Many of us sports fans that have followed Division I football in recent years note with disgust that teams deserving of a shot at a championship or a bowl appearance are often snubbed because of statistical technicalities. Thankfully, the selection committee for the upcoming Division III women's soccer tournament knows a lot more about picking winners than the BCS. On Sunday evening, that same committee selected a deserving Chicago squad for an at-large bid to play for the national championship.
According to members of the team, as well as head coach Amy Reifert, Sunday's selection was the culmination of a lot of hard work and an unprecedented level of mutual devotion. Fittingly, the entire team was gathered at Reifert's home both to celebrate a tremendous 14-3-1 season and to await the fateful decision together. Just after 11 p.m., a call came through to Reifert with the good news: Friday, 11 a.m., Stagg Field. Be There.
"It was insane," said Reifert of the team's reaction. "We were all very happy." Chicago now awaits the winner of a first round match-up to be decided Wednesday between Oneonta State (19-2-1) and Scranton (15-3-1). Should Chicago win its regional semifinal game on Friday, it would host the regional championship on Saturday at 1 p.m. against either Wheaton College (Illinois) or Webster. On October 2, the Maroons defeated Wheaton 1-0 on the road.
The 17th-ranked Chicago's playoff hopes were cast into doubt after a loss to eventual University Athletic Association champions NYU, which knocked the team out of first place in the conference. Despite a second-place finish, however, Chicago posted a better overall record than any other team in the UAA and boasts a perfect home record of 10-0-0, a figure that would make even Packers fans jealous. In addition, Chicago defeated three teams ranked ahead of it including ninth-ranked Wheaton, 12th-ranked DePauw, and 16th-ranked Rochester. The Maroons even finished the regular season riding a five-game shutout streak. With such impressive credentials staring it in the face, the selection committee saw fit to give Chicago one of four at-large bids in the 45-school tournament.

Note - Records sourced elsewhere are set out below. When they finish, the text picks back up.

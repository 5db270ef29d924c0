use std::collections::{HashMap, HashSet, VecDeque};
use std::sync::atomic::{AtomicUsize, Ordering};
use std::sync::{Arc, RwLock};
use std::time::{Duration, Instant};

use crate::frame::{StreamId, DEFAULT_WEIGHT};
use crate::proto::peer::Peer;
use crate::proto::streams::stream::StreamInner;

/// Per-peer counters for streams in an active state, checked against
/// the negotiated concurrency limits. `usize::MAX` means no limit was
/// advertised.
#[derive(Debug)]
pub struct Counts {
    num_local: AtomicUsize,
    num_remote: AtomicUsize,
    max_local: AtomicUsize,
    max_remote: AtomicUsize,
}

impl Counts {
    pub fn new(max_remote: Option<u32>) -> Counts {
        Counts {
            num_local: AtomicUsize::new(0),
            num_remote: AtomicUsize::new(0),
            max_local: AtomicUsize::new(usize::MAX),
            max_remote: AtomicUsize::new(
                max_remote.map(|max| max as usize).unwrap_or(usize::MAX),
            ),
        }
    }

    /// The limit the peer advertised for streams we initiate.
    pub fn set_max_local(&self, max: Option<u32>) {
        self.max_local.store(
            max.map(|max| max as usize).unwrap_or(usize::MAX),
            Ordering::Release,
        );
    }

    /// The limit we advertised for streams the peer initiates.
    pub fn set_max_remote(&self, max: Option<u32>) {
        self.max_remote.store(
            max.map(|max| max as usize).unwrap_or(usize::MAX),
            Ordering::Release,
        );
    }

    fn try_inc(counter: &AtomicUsize, max: &AtomicUsize) -> bool {
        loop {
            let current = counter.load(Ordering::Acquire);
            if current >= max.load(Ordering::Acquire) {
                return false;
            }
            if counter
                .compare_exchange(current, current + 1, Ordering::AcqRel, Ordering::Acquire)
                .is_ok()
            {
                return true;
            }
        }
    }

    pub fn try_inc_local(&self) -> bool {
        Counts::try_inc(&self.num_local, &self.max_local)
    }

    pub fn try_inc_remote(&self) -> bool {
        Counts::try_inc(&self.num_remote, &self.max_remote)
    }

    pub fn dec(&self, local: bool) {
        let counter = if local { &self.num_local } else { &self.num_remote };
        let prev = counter.fetch_sub(1, Ordering::AcqRel);
        debug_assert!(prev > 0, "stream counter underflow");
    }

    pub fn num_active(&self) -> usize {
        self.num_local.load(Ordering::Acquire) + self.num_remote.load(Ordering::Acquire)
    }

    pub fn has_active(&self) -> bool {
        self.num_active() > 0
    }
}

#[derive(Debug)]
struct Node {
    parent: StreamId,
    weight: u8,
    children: HashSet<StreamId>,
}

#[derive(Debug)]
struct Retired {
    id: StreamId,
    at: Instant,
}

#[derive(Debug)]
struct Inner {
    streams: HashMap<StreamId, Arc<StreamInner>>,
    tree: HashMap<StreamId, Node>,
    retired: VecDeque<Retired>,
}

/// The stream registry: every live stream, the declared dependency
/// tree, and the recently-closed list awaiting recycling.
///
/// Readers (dispatch lookups, settings propagation) share the lock;
/// insertion and removal take it exclusively.
#[derive(Debug)]
pub struct Store {
    inner: RwLock<Inner>,
    pub counts: Counts,
    peer: Peer,
}

impl Store {
    pub fn new(peer: Peer, max_remote: Option<u32>) -> Store {
        let mut tree = HashMap::new();
        tree.insert(
            StreamId::ZERO,
            Node {
                parent: StreamId::ZERO,
                weight: DEFAULT_WEIGHT,
                children: HashSet::new(),
            },
        );

        Store {
            inner: RwLock::new(Inner {
                streams: HashMap::new(),
                tree,
                retired: VecDeque::new(),
            }),
            counts: Counts::new(max_remote),
            peer,
        }
    }

    pub fn insert(&self, stream: Arc<StreamInner>) {
        let mut inner = self.inner.write().unwrap();
        let id = stream.id;
        inner.streams.insert(id, stream);
        inner.ensure_node(id);
    }

    pub fn get(&self, id: StreamId) -> Option<Arc<StreamInner>> {
        self.inner.read().unwrap().streams.get(&id).cloned()
    }

    /// All live streams, for SETTINGS propagation. Handles are cloned
    /// out so the lock is not held while windows are adjusted.
    pub fn snapshot(&self) -> Vec<Arc<StreamInner>> {
        self.inner.read().unwrap().streams.values().cloned().collect()
    }

    /// Queues a closed stream for removal once the grace window passes.
    pub fn retire(&self, id: StreamId) {
        let mut inner = self.inner.write().unwrap();
        if inner.streams.contains_key(&id) {
            inner.retired.push_back(Retired {
                id,
                at: Instant::now(),
            });
        }
    }

    /// Drops retired streams whose grace window has elapsed.
    pub fn purge_expired(&self, grace: Duration) {
        let due = {
            let inner = self.inner.read().unwrap();
            match inner.retired.front() {
                Some(front) => front.at.elapsed() > grace,
                None => false,
            }
        };
        if !due {
            return;
        }

        let mut inner = self.inner.write().unwrap();
        while let Some(front) = inner.retired.front() {
            if front.at.elapsed() <= grace {
                break;
            }
            let id = front.id;
            inner.retired.pop_front();
            inner.streams.remove(&id);
            inner.remove_node(id);
            tracing::trace!("recycled closed stream; id={:?}", id);
        }
    }

    /// Drops every stream immediately; connection teardown.
    pub fn clear(&self) -> Vec<Arc<StreamInner>> {
        let mut inner = self.inner.write().unwrap();
        inner.retired.clear();
        inner.tree.clear();
        inner.streams.drain().map(|(_, stream)| stream).collect()
    }

    pub fn is_local_init(&self, id: StreamId) -> bool {
        self.peer.is_local_init(id)
    }

    /// Records a declared priority: `stream` depends on `parent` with
    /// the given weight. An exclusive dependency adopts the parent's
    /// other children. A dependency on one of the stream's own
    /// descendants is broken by first moving that descendant up to the
    /// stream's current parent.
    pub fn reparent(&self, id: StreamId, parent: StreamId, weight: u8, exclusive: bool) {
        let mut inner = self.inner.write().unwrap();

        inner.ensure_node(id);
        inner.ensure_node(parent);

        if inner.is_descendant(id, parent) {
            let current_parent = inner.tree[&id].parent;
            inner.move_node(parent, current_parent);
        }

        if exclusive {
            let siblings: Vec<StreamId> = inner.tree[&parent]
                .children
                .iter()
                .copied()
                .filter(|&child| child != id)
                .collect();
            for child in siblings {
                inner.move_node(child, id);
            }
        }

        inner.move_node(id, parent);
        if let Some(node) = inner.tree.get_mut(&id) {
            node.weight = weight;
        }
    }

    #[cfg(test)]
    pub fn parent_of(&self, id: StreamId) -> Option<StreamId> {
        self.inner.read().unwrap().tree.get(&id).map(|n| n.parent)
    }

    #[cfg(test)]
    pub fn children_of(&self, id: StreamId) -> Vec<StreamId> {
        let inner = self.inner.read().unwrap();
        let mut children: Vec<StreamId> = inner
            .tree
            .get(&id)
            .map(|n| n.children.iter().copied().collect())
            .unwrap_or_default();
        children.sort();
        children
    }

    #[cfg(test)]
    pub fn weight_of(&self, id: StreamId) -> Option<u8> {
        self.inner.read().unwrap().tree.get(&id).map(|n| n.weight)
    }
}

impl Inner {
    fn ensure_node(&mut self, id: StreamId) {
        if !self.tree.contains_key(&id) {
            self.tree.insert(
                id,
                Node {
                    parent: StreamId::ZERO,
                    weight: DEFAULT_WEIGHT,
                    children: HashSet::new(),
                },
            );
            self.tree
                .get_mut(&StreamId::ZERO)
                .expect("root node always present")
                .children
                .insert(id);
        }
    }

    fn is_descendant(&self, ancestor: StreamId, id: StreamId) -> bool {
        let mut current = id;
        while current != StreamId::ZERO {
            let parent = match self.tree.get(&current) {
                Some(node) => node.parent,
                None => return false,
            };
            if parent == ancestor {
                return true;
            }
            current = parent;
        }
        false
    }

    fn move_node(&mut self, id: StreamId, new_parent: StreamId) {
        let old_parent = match self.tree.get(&id) {
            Some(node) => node.parent,
            None => return,
        };
        if let Some(node) = self.tree.get_mut(&old_parent) {
            node.children.remove(&id);
        }
        if let Some(node) = self.tree.get_mut(&id) {
            node.parent = new_parent;
        }
        if let Some(node) = self.tree.get_mut(&new_parent) {
            node.children.insert(id);
        }
    }

    fn remove_node(&mut self, id: StreamId) {
        let node = match self.tree.remove(&id) {
            Some(node) => node,
            None => return,
        };
        if let Some(parent) = self.tree.get_mut(&node.parent) {
            parent.children.remove(&id);
        }
        // Orphaned children climb to their grandparent.
        for child in node.children {
            if let Some(child_node) = self.tree.get_mut(&child) {
                child_node.parent = node.parent;
            }
            if let Some(parent) = self.tree.get_mut(&node.parent) {
                parent.children.insert(child);
            }
        }
    }
}

#[cfg(test)]
mod tests {
    use super::*;

    fn store() -> Store {
        Store::new(Peer::Server, None)
    }

    fn id(n: u32) -> StreamId {
        n.into()
    }

    #[test]
    fn counts_enforce_limits() {
        let counts = Counts::new(Some(2));
        assert!(counts.try_inc_remote());
        assert!(counts.try_inc_remote());
        assert!(!counts.try_inc_remote());

        counts.dec(false);
        assert!(counts.try_inc_remote());

        // Local side is unlimited until the peer advertises a cap.
        assert!(counts.try_inc_local());
        counts.set_max_local(Some(1));
        assert!(!counts.try_inc_local());
    }

    #[test]
    fn reparent_records_weight_and_parent() {
        let store = store();
        store.reparent(id(3), id(1), 200, false);

        assert_eq!(store.parent_of(id(3)), Some(id(1)));
        assert_eq!(store.weight_of(id(3)), Some(200));
        assert_eq!(store.children_of(id(1)), vec![id(3)]);
    }

    #[test]
    fn exclusive_reparent_adopts_siblings() {
        let store = store();
        store.reparent(id(3), id(1), 10, false);
        store.reparent(id(5), id(1), 10, false);
        store.reparent(id(7), id(1), 10, true);

        assert_eq!(store.children_of(id(1)), vec![id(7)]);
        assert_eq!(store.children_of(id(7)), vec![id(3), id(5)]);
    }

    #[test]
    fn cycle_is_broken_by_detaching_first() {
        let store = store();
        // 1 <- 3 <- 5
        store.reparent(id(3), id(1), 10, false);
        store.reparent(id(5), id(3), 10, false);

        // Now declare 1 dependent on its descendant 5. 5 must first be
        // hoisted to 1's current parent (the root).
        store.reparent(id(1), id(5), 10, false);

        assert_eq!(store.parent_of(id(5)), Some(StreamId::ZERO));
        assert_eq!(store.parent_of(id(1)), Some(id(5)));
        assert_eq!(store.parent_of(id(3)), Some(id(1)));
    }

    #[test]
    fn purge_removes_only_expired_streams() {
        let store = store();
        let stream = Arc::new(StreamInner::new(id(2)));
        store.insert(stream);
        store.retire(id(2));

        store.purge_expired(Duration::from_secs(5));
        assert!(store.get(id(2)).is_some());

        store.purge_expired(Duration::from_millis(0));
        std::thread::sleep(Duration::from_millis(5));
        store.purge_expired(Duration::from_millis(1));
        assert!(store.get(id(2)).is_none());
    }
}
use std::fmt;

pub(super) fn debug_flags<'a, 'f: 'a>(
    fmt: &'a mut fmt::Formatter<'f>,
    bits: u8,
) -> DebugFlags<'a, 'f> {
    let result = write!(fmt, "({:#x}", bits);
    DebugFlags {
        fmt,
        result,
        started: false,
    }
}

pub(super) struct DebugFlags<'a, 'f: 'a> {
    fmt: &'a mut fmt::Formatter<'f>,
    result: fmt::Result,
    started: bool,
}

impl<'a, 'f: 'a> DebugFlags<'a, 'f> {
    pub(super) fn flag_if(&mut self, enabled: bool, name: &str) -> &mut Self {
        if enabled {
            self.result = self.result.and_then(|()| {
                let prefix = if self.started {
                    " | "
                } else {
                    self.started = true;
                    ": "
                };

                write!(self.fmt, "{}{}", prefix, name)
            });
        }
        self
    }

    pub(super) fn finish(&mut self) -> fmt::Result {
        self.result.and_then(|()| write!(self.fmt, ")"))
    }
}
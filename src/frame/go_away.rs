use bytes::Bytes;
use std::fmt;

use crate::frame::{Frame, Reason, StreamId};

#[derive(Clone, Eq, PartialEq)]
pub struct GoAway {
    last_stream_id: StreamId,
    error_code: Reason,
    debug_data: Bytes,
}

impl GoAway {
    pub fn new(last_stream_id: StreamId, reason: Reason) -> Self {
        GoAway {
            last_stream_id,
            error_code: reason,
            debug_data: Bytes::new(),
        }
    }

    pub fn with_debug_data(last_stream_id: StreamId, reason: Reason, debug_data: Bytes) -> Self {
        GoAway {
            last_stream_id,
            error_code: reason,
            debug_data,
        }
    }

    pub fn last_stream_id(&self) -> StreamId {
        self.last_stream_id
    }

    pub fn reason(&self) -> Reason {
        self.error_code
    }

    pub fn debug_data(&self) -> &Bytes {
        &self.debug_data
    }
}

impl From<GoAway> for Frame {
    fn from(src: GoAway) -> Self {
        Frame::GoAway(src)
    }
}

impl fmt::Debug for GoAway {
    fn fmt(&self, fmt: &mut fmt::Formatter) -> fmt::Result {
        let mut builder = fmt.debug_struct("GoAway");
        builder.field("error_code", &self.error_code);
        builder.field("last_stream_id", &self.last_stream_id);

        if !self.debug_data.is_empty() {
            builder.field("debug_data", &self.debug_data);
        }

        builder.finish()
    }
}
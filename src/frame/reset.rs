use crate::frame::{Frame, Reason, StreamId};

#[derive(Debug, Eq, PartialEq, Clone, Copy)]
pub struct Reset {
    stream_id: StreamId,
    error_code: Reason,
}

impl Reset {
    pub fn new(stream_id: StreamId, error: Reason) -> Reset {
        Reset {
            stream_id,
            error_code: error,
        }
    }

    pub fn stream_id(&self) -> StreamId {
        self.stream_id
    }

    pub fn reason(&self) -> Reason {
        self.error_code
    }
}

impl From<Reset> for Frame {
    fn from(src: Reset) -> Self {
        Frame::Reset(src)
    }
}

"They deserve a bid [in the tournament] because they have a real shot at doing some great things," said Reifert. "No matter what happens, though, you can't take anything away from the successful season this team has had." This year's appearance in the playoffs will be the team's fifth since the tournament's creation. Chicago was last involved in postseason play in 1999 when it reached the regional semifinals. The Maroons' best tournament performance came in 1996 when they advanced to the final four.
Unlike previous Chicago athletic events, admission to Friday and Saturday's games will not be free. Tickets are $4 for adults and $2 for students with a U of C or other student ID and will go sale by the field an hour before kickoff.
This past weekend not only marked Chicago's ascent into playoff heaven, but was also the scene of a regular season finale that tied or broke all kinds of records. The first of these records was the score: an 11-0 rout at the expense of the not-so-powerhouse Benedictine University Eagles (4-15-0) that equaled the previous team high. Also notable were the shots on goal. Benedictine couldn't manage a single shot while the Maroons fired off 35.
First-year striker Renee Neuner and fourth-year forward and co-captain Cherish Orozco both notched career performances, collecting three goals and one assist each. Only four other players in the team's recorded history have ever hit the three-goal mark. With the regular season over, Neuner now holds the new single season records for goals with 19, assists with 23, and points with 42.
Orozco's three goals gave her sole possession of second place in career goals with 31. She now trails only Jessica Berry (1996-1999), who tallied 40 goals in four seasons.
Saturday's game ended emotionally as fourth-years Orozco, defender/midfielder and co-captain Julie Ward, midfielder Justine Barone, and midfielder Loni Jenkins all left the field together to a chorus of cheers from the crowd, receiving congratulatory high-fives and hugs from the coaches and other teammates. The afternoon was particularly special for Jenkins who tallied her first goal of the season in the waning minutes of the second half after collecting a perfect pass from Ward.
While the game hardly offered the kind of competition the Maroons have thrived on all season, Orozco was ultimately pleased with of her final regular season game. "It's great to have so many people get a chance to score. We're all very proud of each other and what we've accomplished." Co-captain Ward was also impressed with each player's commitment to the other team members and the way in which the Maroons began to realize their full potential. "Every day's practice became more and more intense," said Ward.
As Friday draws nearer, few questions remain to be answered about this team. It has the talent, it has the depth, it has the coaching, and it has the drive to make any team think twice before taking Chicago lightly. Indeed, many teams are probably afraid to face the Maroons because they know that they have already shut down supposedly better teams and that they are no strangers to big game heroics. The regular season proved that the Maroons are among the best teams in the country, and, with any luck, Friday's post-season opener will only show more of the same. 11 a.m. Friday. Stagg Field.